Dollar Falls as Obama Win Paves Way for Monetary Easing

By Monami Yui and Lucy Meakin - Nov 7, 2012 3:32 AM ET

45 Comments

The dollar weakened for a second day against the euro on speculation Barack Obama’s re-election as president will boost chances the U.S. will maintain monetary stimulus policies that tend to weaken the greenback.

The U.S. currency fell versus all except one of its 16 major counterparts after Obama defeated Republican challenger Mitt Romney, with the Associated Press projecting the president winning at least 303 electoral votes in yesterday’s election. He needed 270 for a victory. The Australian dollar rose for a third day as Asian and European stocks advanced, boosting demand for higher-yielding assets.

Dollar Is Near 8-Week High Against Euro Before U.S. Poll Results

Kiyoshi Ota/Bloomberg

The dollar traded at $1.2812 per euro as of 8:18 a.m. in Tokyo from $1.2814 at the close yesterday, when it reached $1.2764, the strongest since Sept. 11.




The dollar traded at $1.2812 per euro as of 8:18 a.m. in Tokyo from $1.2814 at the close yesterday, when it reached $1.2764, the strongest since Sept. 11. Photographer: Kiyoshi Ota/Bloomberg



2:21

Oct. 29 (Bloomberg) -- John Normand, head of global currency strategy at JPMorgan Chase & Co., talks about the outlook for the U.S. dollar. He speaks with Tom Keene and Sara Eisen on Bloomberg Television's "Surveillance." (Source: Bloomberg)


5:08

Nov. 1 (Bloomberg) -- Jane Foley, senior currency strategist at Rabobank International, talks about the outlook for the dollar, yen and pound. She speaks from London with Caroline Hyde on Bloomberg Television's "The Pulse." (Source: Bloomberg)

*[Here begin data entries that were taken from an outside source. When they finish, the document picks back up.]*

use std::collections::HashSet;

use serde::Serialize;
use serde_json::Value;
use url::form_urlencoded::byte_serialize;

use crate::bundle::RawParams;
use crate::value::scalar_text;

#[derive(Debug, Clone, PartialEq, Serialize)]
pub struct Param {
    pub name: String,
    pub value: Option<Value>,
}

impl Param {
    pub fn new(name: impl Into<String>, value: Option<Value>) -> Self {
        Self {
            name: name.into(),
            value,
        }
    }
}

/// Common params whose names the request does not use, then the request's
/// params in written order.
pub fn merge_params(common: Option<&RawParams>, request: Option<&RawParams>) -> Vec<Param> {
    let request_entries = request.map(|p| p.entries()).unwrap_or_default();
    let overridden: HashSet<&str> = request_entries
        .iter()
        .map(|(name, _)| name.as_str())
        .collect();

    let mut merged: Vec<Param> = common
        .map(|p| p.entries())
        .unwrap_or_default()
        .into_iter()
        .filter(|(name, _)| !overridden.contains(name.as_str()))
        .map(|(name, value)| Param::new(name, value))
        .collect();

    merged.extend(
        request_entries
            .iter()
            .map(|(name, value)| Param::new(name.clone(), value.clone())),
    );
    merged
}

/// Serializes params into a query string without the leading `?`.
///
/// In raw mode list values repeat the key and nothing is percent-encoded;
/// otherwise list values are comma-joined and every part is encoded.
pub fn query_string(params: &[Param], raw: bool) -> String {
    let mut pairs = Vec::new();

    for param in params {
        let Some(value) = &param.value else {
            continue;
        };

        match value {
            Value::Array(items) => {
                let values: Vec<String> = items
                    .iter()
                    .filter(|item| !item.is_null())
                    .map(scalar_text)
                    .collect();
                if values.is_empty() {
                    continue;
                }
                if raw {
                    pairs.extend(values.iter().map(|v| format!("{}={}", param.name, v)));
                } else {
                    let joined = values
                        .iter()
                        .map(|v| encode(v))
                        .collect::<Vec<_>>()
                        .join(",");
                    pairs.push(format!("{}={}", encode(&param.name), joined));
                }
            }
            Value::Null => {}
            scalar => {
                let text = scalar_text(scalar);
                if raw {
                    pairs.push(format!("{}={}", param.name, text));
                } else {
                    pairs.push(format!("{}={}", encode(&param.name), encode(&text)));
                }
            }
        }
    }

    pairs.join("&")
}

/// Joins base URL, path and query. URLs that carry their own scheme ignore
/// the base URL.
pub fn build_url(base_url: Option<&str>, url: &str, query: &str) -> String {
    let mut full = if url.contains("://") {
        url.to_string()
    } else {
        format!("{}{}", base_url.unwrap_or_default(), url)
    };

    if !query.is_empty() {
        full.push(if full.contains('?') { '&' } else { '?' });
        full.push_str(query);
    }
    full
}

fn encode(text: &str) -> String {
    byte_serialize(text.as_bytes()).collect()
}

Monetary policy will remain loose under Obama so the dollar will be sold,” said Michiyoshi Kato, senior vice president of foreign-currency sales at Mizuho Corporate Bank Ltd. in Tokyo. “Dollar selling may not last that long as the U.S. faces the fiscal cliff,” he said, referring to more than $600 billion in tax increases and spending cuts that will be implemented in 2013 unless Congress acts.

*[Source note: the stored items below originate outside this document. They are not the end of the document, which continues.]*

mod client;
mod models;
#[cfg(feature = "cli")]
mod printer;
mod runner;

pub use client::{HttpClient, HttpRequest, HttpResponse, ReqwestClient, TransportError};
pub use models::{ExecutionOutcome, ResponseData, ResponseError};
#[cfg(feature = "cli")]
pub use printer::{print_bundle_report, print_request_report, PrintOptions};
pub use runner::{build_http_request, execute};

The dollar depreciated 0.3 percent to $1.2854 per euro at 8:23 a.m. London time after earlier strengthening as much as 0.2 percent. The greenback declined 0.1 percent to 80.24 yen after dropping to 79.81 yen, the weakest since Nov. 1. The euro rose 0.2 percent to 103.16 yen.

Obama won the battleground states of Ohio, Virginia, Iowa, New Hampshire, Wisconsin, Nevada and Colorado. He also carried Pennsylvania, where Romney made an 11th-hour bid for support to try to derail the president’s path to re-election.
Votes were still being tallied in Florida and the state was too close to call.
Romney Disagrees

Romney had said he disagreed with the Federal Reserve’s measures to stimulate the economy and would replace Chairman Ben S. Bernanke at the end of his term in January 2014.

The central bank unveiled a plan in September to buy $40 billion of mortgage-backed securities every month in a third round of so-called quantitative easing after $2.3 trillion purchases of bonds from December 2008 and June 2011.

The extra yield investors demand to hold two-year U.S. Treasuries instead of similar-maturity Japanese government bonds shrank to 17 basis points, the least since Oct. 16, curbing the allure of the dollar over the yen.

The yield on U.S. 10-year Treasuries, a benchmark for borrowing from mortgages to corporate bonds, has dropped 17 basis points this year. It has tumbled 68 basis points since Obama took office on Jan. 20, 2009.
Fed Easing

Treasuries have returned 1.8 percent in 2012 and 15 percent since his inauguration, according to Bank of America Merrill Lynch indexes.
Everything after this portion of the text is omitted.